**Exercise goal:** Scan the listing below for the word "generator" and copy every line where it occurs.

**Dataset extract:**
● ● ● ● ●
//! Report generation.

pub mod generator;

pub use generator::{generate_json_report, generate_markdown_report};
● ● ● ● ●
**Task response:**
pub mod generator;
pub use generator::{generate_json_report, generate_markdown_report};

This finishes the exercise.